→ PROBLEM DETAILS: Everything from the line containing "match lookup(name).filter(|v| !v.trim().is_empty())" through the line containing "let map: HashMap<String, String>" should be repeated exactly, and nothing else from the data.

--- MATERIAL PROVIDED Enclosed Below ---

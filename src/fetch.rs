use crate::{domain::Fetcher, errors::FetchError};
use async_trait::async_trait;
use reqwest::Url;
use std::time::Duration;
use tracing;

/// Plain HTTP GET with a fixed connect and read timeout.
#[derive(Debug, Clone)]
pub struct HttpFetcher {
    http: reqwest::Client,
}

impl HttpFetcher {
    pub fn new(timeout: Duration) -> Result<Self, reqwest::Error> {
        let http = reqwest::Client::builder()
            .connect_timeout(timeout)
            .timeout(timeout)
            .build()?;
        Ok(Self { http })
    }
}

#[async_trait]
impl Fetcher for HttpFetcher {
    async fn fetch(&self, url: &str) -> Result<Vec<u8>, FetchError> {
        tracing::debug!(%url, "HTTP: Downloading");
        let resp = self.http.get(url).send().await?;
        if !resp.status().is_success() {
            return Err(FetchError::Status {
                url: url.to_string(),
                status: resp.status().as_u16(),
            });
        }
        let bytes = resp.bytes().await?;
        tracing::debug!(%url, size = bytes.len(), "HTTP: Download complete");
        Ok(bytes.to_vec())
    }
}

/// The file name a URL downloads to: the last non-empty segment of its path.
pub fn file_name_from_url(url: &str) -> Result<String, FetchError> {
    let parsed = Url::parse(url).map_err(|_| FetchError::NoFileName(url.to_string()))?;
    parsed
        .path_segments()
        .and_then(|segments| segments.filter(|s| !s.is_empty()).last())
        .map(str::to_string)
        .ok_or_else(|| FetchError::NoFileName(url.to_string()))
}
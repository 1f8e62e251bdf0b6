use backoff::{backoff::Backoff, ExponentialBackoff, ExponentialBackoffBuilder};
use std::time::Duration;
use tracing;

/// Pause inserted after each network action of a batch.
///
/// Successful actions wait the base delay. Each consecutive failure adds an
/// exponentially growing penalty, capped at `max_delay`; the next success
/// clears it.
pub struct Pacer {
    base_delay: Duration,
    max_delay: Duration,
    backoff: ExponentialBackoff,
    penalty: Duration,
}

impl Pacer {
    pub fn new(base_delay: Duration, max_delay: Duration) -> Self {
        let max_delay = max_delay.max(base_delay);
        let backoff = ExponentialBackoffBuilder::new()
            .with_initial_interval(base_delay.max(Duration::from_millis(1)))
            .with_randomization_factor(0.0)
            .with_multiplier(2.0)
            .with_max_interval(max_delay)
            .with_max_elapsed_time(None)
            .build();
        Self {
            base_delay,
            max_delay,
            backoff,
            penalty: Duration::ZERO,
        }
    }

    /// Never pauses.
    pub fn disabled() -> Self {
        Self::new(Duration::ZERO, Duration::ZERO)
    }

    pub fn record_success(&mut self) {
        self.backoff.reset();
        self.penalty = Duration::ZERO;
    }

    pub fn record_failure(&mut self) {
        if self.base_delay.is_zero() {
            return;
        }
        self.penalty = self.backoff.next_backoff().unwrap_or(self.max_delay);
    }

    pub fn current_delay(&self) -> Duration {
        (self.base_delay + self.penalty).min(self.max_delay)
    }

    pub async fn pause(&self) {
        let delay = self.current_delay();
        if delay.is_zero() {
            return;
        }
        if !self.penalty.is_zero() {
            tracing::debug!(delay_ms = delay.as_millis() as u64, "Backing off after failure");
        }
        tokio::time::sleep(delay).await;
    }
}
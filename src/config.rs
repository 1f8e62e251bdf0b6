use std::{env, path::PathBuf, str::FromStr, time::Duration};
use thiserror::Error;

#[derive(Error, Debug)]
pub enum ConfigError {
    #[error("Missing environment variable: {0}")]
    MissingVar(String),
    #[error("Invalid environment variable format for {0}: {1}")]
    InvalidVar(String, String),
}

#[derive(Clone, Debug)]
pub struct Config {
    pub meme_bucket_name: String,
    pub memes_table: String,
    // Store region as string for simplicity here, aws_clients can convert
    pub aws_region: String,
    // Optional endpoint for LocalStack or any S3-compatible store
    pub localstack_endpoint: Option<String>,
    pub public_url_base: Option<String>,
    pub openai: OpenAiConfig,
    pub action_delay: Duration,
    pub max_action_delay: Duration,
    pub input_dir: PathBuf,
    pub output_dir: PathBuf,
    pub url_list: PathBuf,
    pub download_timeout: Duration,
}

#[derive(Clone)]
pub struct OpenAiConfig {
    pub api_key: Option<String>,
    pub base_url: String,
    pub model: String,
}

// Never print the key.
impl std::fmt::Debug for OpenAiConfig {
    fn fmt(&self, f: &mut std::fmt::Formatter<'_>) -> std::fmt::Result {
        f.debug_struct("OpenAiConfig")
            .field("api_key", &self.api_key.as_ref().map(|_| "<redacted>"))
            .field("base_url", &self.base_url)
            .field("model", &self.model)
            .finish()
    }
}

impl OpenAiConfig {
    /// Returns the API key or the error every describing driver reports when it is absent.
    pub fn require_key(&self) -> Result<&str, ConfigError> {
        self.api_key
            .as_deref()
            .ok_or_else(|| ConfigError::MissingVar("OPENAI_API_KEY".into()))
    }
}

impl Config {
    /// Loads configuration from environment variables.
    pub fn load() -> Result<Self, ConfigError> {
        // Load .env file if present (ignores errors, relies on env vars otherwise)
        dotenvy::dotenv().ok();
        Self::from_lookup(|name| env::var(name).ok())
    }

    /// Builds the configuration from an arbitrary variable source.
    pub fn from_lookup<F>(lookup: F) -> Result<Self, ConfigError>
    where
        F: Fn(&str) -> Option<String>,
    {
        let var_or = |name: &str, default: &str| {
            lookup(name)
                .filter(|v| !v.trim().is_empty())
                .unwrap_or_else(|| default.to_string())
        };
        let optional = |name: &str| lookup(name).filter(|v| !v.trim().is_empty());

        let action_delay = Duration::from_millis(parse_var(&lookup, "ACTION_DELAY_MS", 500)?);
        let max_action_delay =
            Duration::from_millis(parse_var(&lookup, "MAX_ACTION_DELAY_MS", 30_000)?);
        if max_action_delay < action_delay {
            return Err(ConfigError::InvalidVar(
                "MAX_ACTION_DELAY_MS".into(),
                format!("must not be smaller than ACTION_DELAY_MS ({} ms)", action_delay.as_millis()),
            ));
        }

        Ok(Config {
            meme_bucket_name: var_or("MEME_BUCKET_NAME", "memes"),
            memes_table: var_or("MEMES_TABLE", "memes"),
            aws_region: var_or("AWS_DEFAULT_REGION", "us-east-1"),
            localstack_endpoint: optional("AWS_ENDPOINT_URL"),
            public_url_base: optional("PUBLIC_URL_BASE"),
            openai: OpenAiConfig {
                api_key: optional("OPENAI_API_KEY"),
                base_url: var_or("OPENAI_BASE_URL", "https://api.openai.com/v1"),
                model: var_or("OPENAI_MODEL", "gpt-3.5-turbo"),
            },
            action_delay,
            max_action_delay,
            input_dir: PathBuf::from(var_or("MEMES_INPUT_DIR", "Curated")),
            output_dir: PathBuf::from(var_or("MEMES_OUTPUT_DIR", "downloaded_memes")),
            url_list: PathBuf::from(var_or("MEMES_URL_LIST", "all-urls.txt")),
            download_timeout: Duration::from_secs(parse_var(&lookup, "DOWNLOAD_TIMEOUT_SECS", 10)?),
        })
    }
}

fn parse_var<F, T>(lookup: &F, name: &str, default: T) -> Result<T, ConfigError>
where
    F: Fn(&str) -> Option<String>,
    T: FromStr,
    T::Err: std::fmt::Display,
{
    match lookup(name).filter(|v| !v.trim().is_empty()) {
        Some(raw) => T::from_str(raw.trim())
            .map_err(|e| ConfigError::InvalidVar(name.to_string(), e.to_string())),
        None => Ok(default),
    }
}

#[cfg(test)]
mod tests {
    use super::*;
    use std::collections::HashMap;

    fn load(vars: &[(&str, &str)]) -> Result<Config, ConfigError> {
        let map: HashMap<String, String> = vars
            .iter()
            .map(|(k, v)| (k.to_string(), v.to_string()))
            .collect();
        Config::from_lookup(|name| map.get(name).cloned())
    }

    #[test]
    fn defaults_match_the_batch_scripts() {
        let config = load(&[]).unwrap();
        assert_eq!(config.meme_bucket_name, "memes");
        assert_eq!(config.memes_table, "memes");
        assert_eq!(config.action_delay, Duration::from_millis(500));
        assert_eq!(config.download_timeout, Duration::from_secs(10));
        assert_eq!(config.input_dir, PathBuf::from("Curated"));
        assert_eq!(config.url_list, PathBuf::from("all-urls.txt"));
        assert_eq!(config.openai.model, "gpt-3.5-turbo");
        assert!(config.openai.api_key.is_none());
        assert!(config.localstack_endpoint.is_none());
    }

    #[test]
    fn blank_values_fall_back_to_defaults() {
        let config = load(&[("MEME_BUCKET_NAME", "  "), ("AWS_ENDPOINT_URL", "")]).unwrap();
        assert_eq!(config.meme_bucket_name, "memes");
        assert!(config.localstack_endpoint.is_none());
    }

    #[test]
    fn invalid_delay_is_reported_with_its_variable() {
        let err = load(&[("ACTION_DELAY_MS", "soon")]).unwrap_err();
        assert!(matches!(err, ConfigError::InvalidVar(ref name, _) if name == "ACTION_DELAY_MS"));
    }

    #[test]
    fn max_delay_below_base_is_rejected() {
        let err = load(&[("ACTION_DELAY_MS", "1000"), ("MAX_ACTION_DELAY_MS", "10")]).unwrap_err();
        assert!(matches!(err, ConfigError::InvalidVar(ref name, _) if name == "MAX_ACTION_DELAY_MS"));
    }

    #[test]
    fn missing_api_key_is_reported_on_demand() {
        let config = load(&[]).unwrap();
        assert!(matches!(
            config.openai.require_key(),
            Err(ConfigError::MissingVar(ref name)) if name == "OPENAI_API_KEY"
        ));

        let config = load(&[("OPENAI_API_KEY", "sk-test")]).unwrap();
        assert_eq!(config.openai.require_key().unwrap(), "sk-test");
        assert!(!format!("{:?}", config.openai).contains("sk-test"));
    }
}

--- End of Enclosed MATERIAL PROVIDED ---

→ EXERCISE RESPONSE:
    match lookup(name).filter(|v| !v.trim().is_empty()) {
        Some(raw) => T::from_str(raw.trim())
            .map_err(|e| ConfigError::InvalidVar(name.to_string(), e.to_string())),
        None => Ok(default),
    }
}

#[cfg(test)]
mod tests {
    use super::*;
    use std::collections::HashMap;

    fn load(vars: &[(&str, &str)]) -> Result<Config, ConfigError> {
        let map: HashMap<String, String> = vars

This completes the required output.